[Dataset records]

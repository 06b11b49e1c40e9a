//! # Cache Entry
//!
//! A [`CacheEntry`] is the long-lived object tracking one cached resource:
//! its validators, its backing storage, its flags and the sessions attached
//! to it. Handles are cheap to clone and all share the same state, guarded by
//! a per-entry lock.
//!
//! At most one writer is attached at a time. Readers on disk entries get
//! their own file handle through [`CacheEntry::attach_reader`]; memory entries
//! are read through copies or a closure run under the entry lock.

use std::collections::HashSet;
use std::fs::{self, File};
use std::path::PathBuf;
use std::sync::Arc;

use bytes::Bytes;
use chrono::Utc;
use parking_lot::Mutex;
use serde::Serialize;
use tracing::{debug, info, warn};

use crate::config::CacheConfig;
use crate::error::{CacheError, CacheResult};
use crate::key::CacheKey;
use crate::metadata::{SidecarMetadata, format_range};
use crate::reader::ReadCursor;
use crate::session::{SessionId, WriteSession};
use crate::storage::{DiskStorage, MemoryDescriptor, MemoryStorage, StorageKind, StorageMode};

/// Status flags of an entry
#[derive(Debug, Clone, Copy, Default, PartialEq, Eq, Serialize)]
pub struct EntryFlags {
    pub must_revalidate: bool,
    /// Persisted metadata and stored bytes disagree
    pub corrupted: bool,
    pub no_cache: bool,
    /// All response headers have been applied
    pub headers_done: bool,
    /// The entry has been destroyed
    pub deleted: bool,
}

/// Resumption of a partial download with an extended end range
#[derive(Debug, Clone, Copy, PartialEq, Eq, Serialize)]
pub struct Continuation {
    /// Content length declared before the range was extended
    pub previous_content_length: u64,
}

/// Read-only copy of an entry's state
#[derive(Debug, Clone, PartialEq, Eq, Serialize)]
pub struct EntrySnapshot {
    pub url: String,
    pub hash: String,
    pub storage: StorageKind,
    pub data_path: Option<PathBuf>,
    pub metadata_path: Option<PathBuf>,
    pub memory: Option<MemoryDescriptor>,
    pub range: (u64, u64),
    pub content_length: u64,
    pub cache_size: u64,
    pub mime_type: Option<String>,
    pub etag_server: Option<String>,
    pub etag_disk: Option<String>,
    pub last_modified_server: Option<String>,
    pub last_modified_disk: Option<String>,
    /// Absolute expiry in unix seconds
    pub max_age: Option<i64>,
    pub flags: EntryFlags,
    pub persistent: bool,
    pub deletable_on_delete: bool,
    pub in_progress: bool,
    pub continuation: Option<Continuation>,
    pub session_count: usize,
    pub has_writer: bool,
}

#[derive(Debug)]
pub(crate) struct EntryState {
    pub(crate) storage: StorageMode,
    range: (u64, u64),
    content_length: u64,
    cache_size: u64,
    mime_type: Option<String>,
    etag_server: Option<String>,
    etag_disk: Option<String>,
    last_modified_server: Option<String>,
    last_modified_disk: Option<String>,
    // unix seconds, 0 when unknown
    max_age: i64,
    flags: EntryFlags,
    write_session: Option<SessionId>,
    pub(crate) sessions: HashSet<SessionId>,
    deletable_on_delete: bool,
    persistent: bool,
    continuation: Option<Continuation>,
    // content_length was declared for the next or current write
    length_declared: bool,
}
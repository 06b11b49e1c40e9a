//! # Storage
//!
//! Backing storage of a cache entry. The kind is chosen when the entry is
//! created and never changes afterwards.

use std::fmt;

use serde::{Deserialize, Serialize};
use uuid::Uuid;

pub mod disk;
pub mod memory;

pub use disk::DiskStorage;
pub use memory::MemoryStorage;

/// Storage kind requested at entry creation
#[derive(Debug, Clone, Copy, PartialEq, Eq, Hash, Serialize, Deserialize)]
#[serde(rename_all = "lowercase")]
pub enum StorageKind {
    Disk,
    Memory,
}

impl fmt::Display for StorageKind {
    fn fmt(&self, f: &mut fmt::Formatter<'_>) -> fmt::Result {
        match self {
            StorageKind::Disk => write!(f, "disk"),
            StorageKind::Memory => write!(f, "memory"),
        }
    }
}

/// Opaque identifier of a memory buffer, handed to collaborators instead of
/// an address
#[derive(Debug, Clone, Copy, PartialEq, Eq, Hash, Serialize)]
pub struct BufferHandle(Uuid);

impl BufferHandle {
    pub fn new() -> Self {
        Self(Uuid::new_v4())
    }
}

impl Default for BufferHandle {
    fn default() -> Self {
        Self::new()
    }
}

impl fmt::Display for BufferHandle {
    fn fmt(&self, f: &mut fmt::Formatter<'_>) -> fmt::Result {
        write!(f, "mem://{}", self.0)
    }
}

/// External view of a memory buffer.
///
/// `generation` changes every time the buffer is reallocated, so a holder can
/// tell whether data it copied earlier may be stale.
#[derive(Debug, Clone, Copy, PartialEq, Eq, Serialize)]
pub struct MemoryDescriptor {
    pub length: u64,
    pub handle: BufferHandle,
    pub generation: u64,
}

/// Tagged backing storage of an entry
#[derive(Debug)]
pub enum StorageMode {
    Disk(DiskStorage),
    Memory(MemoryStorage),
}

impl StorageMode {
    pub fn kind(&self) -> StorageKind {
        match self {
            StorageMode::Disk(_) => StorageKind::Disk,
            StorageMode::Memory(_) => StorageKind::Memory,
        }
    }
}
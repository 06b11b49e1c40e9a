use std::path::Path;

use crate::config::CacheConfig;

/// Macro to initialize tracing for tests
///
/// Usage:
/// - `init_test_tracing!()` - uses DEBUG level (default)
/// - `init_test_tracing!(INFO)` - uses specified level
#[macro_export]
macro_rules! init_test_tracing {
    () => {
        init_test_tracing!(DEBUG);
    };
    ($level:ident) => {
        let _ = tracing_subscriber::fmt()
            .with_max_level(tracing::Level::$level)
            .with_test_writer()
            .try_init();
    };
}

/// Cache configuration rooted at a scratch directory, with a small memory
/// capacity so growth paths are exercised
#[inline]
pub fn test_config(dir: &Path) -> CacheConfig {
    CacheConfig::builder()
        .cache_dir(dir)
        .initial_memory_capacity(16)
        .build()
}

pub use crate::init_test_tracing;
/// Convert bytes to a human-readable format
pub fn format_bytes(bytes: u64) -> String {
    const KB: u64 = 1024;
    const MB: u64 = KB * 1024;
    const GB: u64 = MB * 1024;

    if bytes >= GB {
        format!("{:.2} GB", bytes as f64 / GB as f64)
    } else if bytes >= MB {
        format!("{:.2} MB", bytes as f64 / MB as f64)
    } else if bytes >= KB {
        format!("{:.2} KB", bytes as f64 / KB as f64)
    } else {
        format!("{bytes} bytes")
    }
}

[/Dataset records]

## What you are asked to do
Retype the listing exactly. Leave nothing out.

## Written answer
repository 06b11b49e1c40e9a
//! # Cache Entry
//!
//! A [`CacheEntry`] is the long-lived object tracking one cached resource:
//! its validators, its backing storage, its flags and the sessions attached
//! to it. Handles are cheap to clone and all share the same state, guarded by
//! a per-entry lock.
//!
//! At most one writer is attached at a time. Readers on disk entries get
//! their own file handle through [`CacheEntry::attach_reader`]; memory entries
//! are read through copies or a closure run under the entry lock.

use std::collections::HashSet;
use std::fs::{self, File};
use std::path::PathBuf;
use std::sync::Arc;

use bytes::Bytes;
use chrono::Utc;
use parking_lot::Mutex;
use serde::Serialize;
use tracing::{debug, info, warn};

use crate::config::CacheConfig;
use crate::error::{CacheError, CacheResult};
use crate::key::CacheKey;
use crate::metadata::{SidecarMetadata, format_range};
use crate::reader::ReadCursor;
use crate::session::{SessionId, WriteSession};
use crate::storage::{DiskStorage, MemoryDescriptor, MemoryStorage, StorageKind, StorageMode};

/// Status flags of an entry
#[derive(Debug, Clone, Copy, Default, PartialEq, Eq, Serialize)]
pub struct EntryFlags {
    pub must_revalidate: bool,
    /// Persisted metadata and stored bytes disagree
    pub corrupted: bool,
    pub no_cache: bool,
    /// All response headers have been applied
    pub headers_done: bool,
    /// The entry has been destroyed
    pub deleted: bool,
}

/// Resumption of a partial download with an extended end range
#[derive(Debug, Clone, Copy, PartialEq, Eq, Serialize)]
pub struct Continuation {
    /// Content length declared before the range was extended
    pub previous_content_length: u64,
}

/// Read-only copy of an entry's state
#[derive(Debug, Clone, PartialEq, Eq, Serialize)]
pub struct EntrySnapshot {
    pub url: String,
    pub hash: String,
    pub storage: StorageKind,
    pub data_path: Option<PathBuf>,
    pub metadata_path: Option<PathBuf>,
    pub memory: Option<MemoryDescriptor>,
    pub range: (u64, u64),
    pub content_length: u64,
    pub cache_size: u64,
    pub mime_type: Option<String>,
    pub etag_server: Option<String>,
    pub etag_disk: Option<String>,
    pub last_modified_server: Option<String>,
    pub last_modified_disk: Option<String>,
    /// Absolute expiry in unix seconds
    pub max_age: Option<i64>,
    pub flags: EntryFlags,
    pub persistent: bool,
    pub deletable_on_delete: bool,
    pub in_progress: bool,
    pub continuation: Option<Continuation>,
    pub session_count: usize,
    pub has_writer: bool,
}

#[derive(Debug)]
pub(crate) struct EntryState {
    pub(crate) storage: StorageMode,
    range: (u64, u64),
    content_length: u64,
    cache_size: u64,
    mime_type: Option<String>,
    etag_server: Option<String>,
    etag_disk: Option<String>,
    last_modified_server: Option<String>,
    last_modified_disk: Option<String>,
    // unix seconds, 0 when unknown
    max_age: i64,
    flags: EntryFlags,
    write_session: Option<SessionId>,
    pub(crate) sessions: HashSet<SessionId>,
    deletable_on_delete: bool,
    persistent: bool,
    continuation: Option<Continuation>,
    // content_length was declared for the next or current write
    length_declared: bool,
}
repository 06b11b49e1c40e9a
//! # Storage
//!
//! Backing storage of a cache entry. The kind is chosen when the entry is
//! created and never changes afterwards.

use std::fmt;

use serde::{Deserialize, Serialize};
use uuid::Uuid;

pub mod disk;
pub mod memory;

pub use disk::DiskStorage;
pub use memory::MemoryStorage;

/// Storage kind requested at entry creation
#[derive(Debug, Clone, Copy, PartialEq, Eq, Hash, Serialize, Deserialize)]
#[serde(rename_all = "lowercase")]
pub enum StorageKind {
    Disk,
    Memory,
}

impl fmt::Display for StorageKind {
    fn fmt(&self, f: &mut fmt::Formatter<'_>) -> fmt::Result {
        match self {
            StorageKind::Disk => write!(f, "disk"),
            StorageKind::Memory => write!(f, "memory"),
        }
    }
}

/// Opaque identifier of a memory buffer, handed to collaborators instead of
/// an address
#[derive(Debug, Clone, Copy, PartialEq, Eq, Hash, Serialize)]
pub struct BufferHandle(Uuid);

impl BufferHandle {
    pub fn new() -> Self {
        Self(Uuid::new_v4())
    }
}

impl Default for BufferHandle {
    fn default() -> Self {
        Self::new()
    }
}

impl fmt::Display for BufferHandle {
    fn fmt(&self, f: &mut fmt::Formatter<'_>) -> fmt::Result {
        write!(f, "mem://{}", self.0)
    }
}

/// External view of a memory buffer.
///
/// `generation` changes every time the buffer is reallocated, so a holder can
/// tell whether data it copied earlier may be stale.
#[derive(Debug, Clone, Copy, PartialEq, Eq, Serialize)]
pub struct MemoryDescriptor {
    pub length: u64,
    pub handle: BufferHandle,
    pub generation: u64,
}

/// Tagged backing storage of an entry
#[derive(Debug)]
pub enum StorageMode {
    Disk(DiskStorage),
    Memory(MemoryStorage),
}

impl StorageMode {
    pub fn kind(&self) -> StorageKind {
        match self {
            StorageMode::Disk(_) => StorageKind::Disk,
            StorageMode::Memory(_) => StorageKind::Memory,
        }
    }
}
repository 06b11b49e1c40e9a
use std::path::Path;

use crate::config::CacheConfig;

/// Macro to initialize tracing for tests
///
/// Usage:
/// - `init_test_tracing!()` - uses DEBUG level (default)
/// - `init_test_tracing!(INFO)` - uses specified level
#[macro_export]
macro_rules! init_test_tracing {
    () => {
        init_test_tracing!(DEBUG);
    };
    ($level:ident) => {
        let _ = tracing_subscriber::fmt()
            .with_max_level(tracing::Level::$level)
            .with_test_writer()
            .try_init();
    };
}

/// Cache configuration rooted at a scratch directory, with a small memory
/// capacity so growth paths are exercised
#[inline]
pub fn test_config(dir: &Path) -> CacheConfig {
    CacheConfig::builder()
        .cache_dir(dir)
        .initial_memory_capacity(16)
        .build()
}

pub use crate::init_test_tracing;
/// Convert bytes to a human-readable format
pub fn format_bytes(bytes: u64) -> String {
    const KB: u64 = 1024;
    const MB: u64 = KB * 1024;
    const GB: u64 = MB * 1024;

    if bytes >= GB {
        format!("{:.2} GB", bytes as f64 / GB as f64)
    } else if bytes >= MB {
        format!("{:.2} MB", bytes as f64 / MB as f64)
    } else if bytes >= KB {
        format!("{:.2} KB", bytes as f64 / KB as f64)
    } else {
        format!("{bytes} bytes")
    }
}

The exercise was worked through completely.